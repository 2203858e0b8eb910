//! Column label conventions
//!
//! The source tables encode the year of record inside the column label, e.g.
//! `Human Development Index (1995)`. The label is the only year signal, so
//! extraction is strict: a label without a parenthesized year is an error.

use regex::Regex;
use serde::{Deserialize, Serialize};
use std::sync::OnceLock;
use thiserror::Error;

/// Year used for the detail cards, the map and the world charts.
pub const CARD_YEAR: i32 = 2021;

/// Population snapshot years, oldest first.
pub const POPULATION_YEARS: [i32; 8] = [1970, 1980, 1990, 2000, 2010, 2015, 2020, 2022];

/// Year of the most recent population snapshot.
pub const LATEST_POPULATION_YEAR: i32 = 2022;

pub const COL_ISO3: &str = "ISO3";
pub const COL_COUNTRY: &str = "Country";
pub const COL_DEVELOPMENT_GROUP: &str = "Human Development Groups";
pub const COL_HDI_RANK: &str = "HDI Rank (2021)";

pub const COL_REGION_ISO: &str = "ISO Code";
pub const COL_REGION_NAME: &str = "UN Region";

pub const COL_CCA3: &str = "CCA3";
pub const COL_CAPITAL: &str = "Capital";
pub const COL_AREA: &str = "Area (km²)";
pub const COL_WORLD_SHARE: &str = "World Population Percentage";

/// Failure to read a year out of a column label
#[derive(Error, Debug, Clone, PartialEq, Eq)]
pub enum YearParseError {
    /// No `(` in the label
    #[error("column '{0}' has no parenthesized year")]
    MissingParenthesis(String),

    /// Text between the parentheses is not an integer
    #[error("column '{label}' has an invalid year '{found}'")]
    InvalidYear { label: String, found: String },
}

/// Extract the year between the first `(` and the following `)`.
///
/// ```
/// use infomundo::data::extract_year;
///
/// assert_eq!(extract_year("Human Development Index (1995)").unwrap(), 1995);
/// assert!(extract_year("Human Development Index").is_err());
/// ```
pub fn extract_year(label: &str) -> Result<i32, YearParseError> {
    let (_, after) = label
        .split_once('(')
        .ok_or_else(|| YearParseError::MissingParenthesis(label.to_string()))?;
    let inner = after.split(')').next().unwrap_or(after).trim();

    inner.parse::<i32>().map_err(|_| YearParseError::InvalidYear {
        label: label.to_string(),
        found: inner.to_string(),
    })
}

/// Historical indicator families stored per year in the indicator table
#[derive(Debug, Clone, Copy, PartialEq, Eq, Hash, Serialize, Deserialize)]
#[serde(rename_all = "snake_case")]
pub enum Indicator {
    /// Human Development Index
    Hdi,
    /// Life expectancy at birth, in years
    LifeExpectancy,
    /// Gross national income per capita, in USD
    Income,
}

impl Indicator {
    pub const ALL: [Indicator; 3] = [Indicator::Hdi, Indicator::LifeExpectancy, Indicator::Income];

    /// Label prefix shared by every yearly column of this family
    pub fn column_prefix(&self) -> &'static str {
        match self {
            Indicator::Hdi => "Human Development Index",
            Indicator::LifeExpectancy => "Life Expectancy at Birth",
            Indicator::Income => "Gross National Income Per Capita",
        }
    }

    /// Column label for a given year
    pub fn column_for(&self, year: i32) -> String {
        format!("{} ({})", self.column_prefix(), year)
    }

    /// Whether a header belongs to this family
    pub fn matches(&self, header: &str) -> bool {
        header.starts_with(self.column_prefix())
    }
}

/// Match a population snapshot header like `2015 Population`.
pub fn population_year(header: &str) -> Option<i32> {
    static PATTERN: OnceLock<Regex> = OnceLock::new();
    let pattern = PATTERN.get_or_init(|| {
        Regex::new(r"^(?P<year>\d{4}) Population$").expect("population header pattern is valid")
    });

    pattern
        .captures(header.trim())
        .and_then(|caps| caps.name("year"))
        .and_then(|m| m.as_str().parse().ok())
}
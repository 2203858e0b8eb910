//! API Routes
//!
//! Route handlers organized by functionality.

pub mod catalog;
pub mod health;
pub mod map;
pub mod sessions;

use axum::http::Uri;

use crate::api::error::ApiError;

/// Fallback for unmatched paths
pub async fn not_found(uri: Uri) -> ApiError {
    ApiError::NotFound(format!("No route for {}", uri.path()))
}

---------------

> [WORK REQUEST]: Would you copy out exactly the lines from the one holding "a given year" through the end of the entries above, both ends included?

> [REPLY]:
    /// Column label for a given year
    pub fn column_for(&self, year: i32) -> String {
        format!("{} ({})", self.column_prefix(), year)
    }

    /// Whether a header belongs to this family
    pub fn matches(&self, header: &str) -> bool {
        header.starts_with(self.column_prefix())
    }
}

/// Match a population snapshot header like `2015 Population`.
pub fn population_year(header: &str) -> Option<i32> {
    static PATTERN: OnceLock<Regex> = OnceLock::new();
    let pattern = PATTERN.get_or_init(|| {
        Regex::new(r"^(?P<year>\d{4}) Population$").expect("population header pattern is valid")
    });

    pattern
        .captures(header.trim())
        .and_then(|caps| caps.name("year"))
        .and_then(|m| m.as_str().parse().ok())
}
repository 2203858e0b8eb910
//! API Routes
//!
//! Route handlers organized by functionality.

pub mod catalog;
pub mod health;
pub mod map;
pub mod sessions;

use axum::http::Uri;

use crate::api::error::ApiError;

/// Fallback for unmatched paths
pub async fn not_found(uri: Uri) -> ApiError {
    ApiError::NotFound(format!("No route for {}", uri.path()))
}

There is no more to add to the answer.